Теория и практика создания пьесы и киносценария | страница 60
Выход нашел Анри Бергсон. Он соединил агностицизм и позитивизм с шопенгауэровской идеей мира, как выражения динамической и иррациональной воли. Философия Бергсона несла в себе черты и практицизма и мистики; она объединяла агностицизм и эмоциональность; она была одновременно и скептична и абсолютна. Вместо абсолютной идеи Бергсон ввел понятие «жизненного порыва», «изначального принципа жизни». В своем произведении «Время и свобода воли» Бергсон проповедовал все тот же старый дуализм материи и сознания, но форма, в которой он это сделал, блестяще соответствовала новым научным представлениям о времени и пространстве. Он говорил, что существуют два выражения собственного «я»: основное «я», существующее во времени, и «я», «преломленное сквозь призму пространства и тем самым распавшееся на части», которое представляет собой «особую и социальную проекцию» «я». «Большую часть времени, — говорил Бергсон, — мы живем вне нашего основного «я», довольствуясь тенью нашего истинного «я», которую чистая протяженность проецирует в однородное пространство. Свободно поступать — означает вернуть власть над собой и возвратиться к чистой протяженности».
Значение этого высказывания состоит не в том, что оно означает (ибо, признаться, я не знаю, что оно означает), а в том, что в нем ясно проступает идея ухода от действительности путем перехода границы реального: «свободно поступать» в мире «чистой протяженности». Наша земная жизнь есть лишь «тень» свободы, существующей в потоке времени.

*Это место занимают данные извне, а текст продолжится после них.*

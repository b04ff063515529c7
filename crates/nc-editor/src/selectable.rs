//! Shared selection of nodes and comments.
//!
//! The host owns a [`Selector`] for its node selection; [`SelectionSync`]
//! plugs the same selector into the comment plugin so that:
//!
//! - selecting a comment clears the previous selection unless the host is
//!   accumulating (e.g. Ctrl held);
//! - dragging the picked comment drags every other selected entity along;
//! - a frame does not drag a selected node on its own, since the selection
//!   move already does.

use crate::events::{CommentEvent, CommentListener, Flow, PluginCommand};
use nc_core::{CommentId, NodeId};
use std::cell::RefCell;
use std::rc::Rc;

#[derive(Debug, Clone, Copy, PartialEq, Eq, Hash)]
pub enum Entity {
    Node(NodeId),
    Comment(CommentId),
}

#[derive(Debug, Default)]
pub struct Selector {
    selected: Vec<Entity>,
    /// The entity the user grabbed last; its moves drive the others.
    picked: Option<Entity>,
    accumulating: bool,
}

impl Selector {
    pub fn new() -> Self {
        Self::default()
    }

    /// Shared handle for the host and a [`SelectionSync`].
    pub fn shared() -> Rc<RefCell<Self>> {
        Rc::new(RefCell::new(Self::new()))
    }

    pub fn set_accumulating(&mut self, accumulating: bool) {
        self.accumulating = accumulating;
    }

    pub fn is_accumulating(&self) -> bool {
        self.accumulating
    }

    pub fn selected(&self) -> &[Entity] {
        &self.selected
    }

    pub fn is_selected(&self, entity: Entity) -> bool {
        self.selected.contains(&entity)
    }

    pub fn picked(&self) -> Option<Entity> {
        self.picked
    }

    /// Select a node from the host side and make it the picked entity.
    /// Without accumulation the other selected nodes are dropped; comments
    /// are unselected through the plugin.
    pub fn select_node(&mut self, id: NodeId) {
        if !self.accumulating {
            self.selected.retain(|e| matches!(e, Entity::Comment(_)));
        }
        self.add(Entity::Node(id));
        self.picked = Some(Entity::Node(id));
    }

    pub fn unselect_node(&mut self, id: NodeId) {
        self.remove(Entity::Node(id));
    }

    fn add(&mut self, entity: Entity) {
        if !self.selected.contains(&entity) {
            self.selected.push(entity);
        }
    }

    fn remove(&mut self, entity: Entity) {
        self.selected.retain(|e| *e != entity);
        if self.picked == Some(entity) {
            self.picked = None;
        }
    }
}

/// Listener keeping a [`Selector`] in step with comment selection.
#[derive(Debug, Clone)]
pub struct SelectionSync {
    selector: Rc<RefCell<Selector>>,
}

impl SelectionSync {
    pub fn new(selector: Rc<RefCell<Selector>>) -> Self {
        Self { selector }
    }
}

impl CommentListener for SelectionSync {
    fn on_event(&mut self, event: &CommentEvent, commands: &mut Vec<PluginCommand>) -> Flow {
        let mut selector = self.selector.borrow_mut();
        match event {
            CommentEvent::Selected { id } => {
                let entity = Entity::Comment(*id);
                if !selector.accumulating {
                    for other in &selector.selected {
                        if let Entity::Comment(other) = other
                            && other != id
                        {
                            commands.push(PluginCommand::Unselect(*other));
                        }
                    }
                    selector.selected.retain(|e| *e == entity);
                }
                selector.add(entity);
                selector.picked = Some(entity);
            }
            CommentEvent::Unselected { id } | CommentEvent::Removed { id } => {
                selector.remove(Entity::Comment(*id));
            }
            CommentEvent::LinkTranslate { link, .. } => {
                if selector.is_selected(Entity::Node(*link)) {
                    return Flow::Veto;
                }
            }
            CommentEvent::Translated { id, dx, dy, .. } => {
                let moved = Entity::Comment(*id);
                if selector.picked == Some(moved) {
                    for other in selector.selected.iter().filter(|e| **e != moved) {
                        commands.push(match *other {
                            Entity::Node(id) => PluginCommand::TranslateNode {
                                id,
                                dx: *dx,
                                dy: *dy,
                            },
                            Entity::Comment(id) => PluginCommand::TranslateComment {
                                id,
                                dx: *dx,
                                dy: *dy,
                            },
                        });
                    }
                }
            }
            CommentEvent::Created { .. } | CommentEvent::Edit { .. } => {}
        }
        Flow::Continue
    }
}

В философии Бергсона была также своя экспериментальная реалистичная сторона; он рассматривал мир непосредственных ощущений (мир пространства) как мир отдельных частиц опыта, живущих лишь временной жизнью. В этом он следовал агностицизму Юма; концепция бергсоновской реальности, воспринимаемой лишь временно и не обладающей абсолютным рациональным содержанием, шла теми же путями, что и прагматизм Уильяма Джемса.
Антиинтеллектуальность взглядов Бергсона состояла и в том, что он прославлял идею «жизненного порыва», и в том, что он подчеркивал зависимость человека от непосредственных ощущений. Мы уже видели, как увлечение физиологией привело Золя к тому, что он начал рассматривать чувства как вещь в себе; отсюда оставался лишь шаг к концепции Золя о «вечно плодотворящем дыхании жизни». Фридрих Ницше, писавший в восьмидесятых годах XIX столетия, бросил тот же клич, непомерно вознося неповторимую душу. Ницше утверждал, что разум не имеет никакой цены; мы приобретаем силу лишь благодаря интуиции страстей. Моральные ценности не играют роли, потому что для их существования необходима возможность рациональных суждений. Жизненная сила лежит «по ту сторону добра и зла».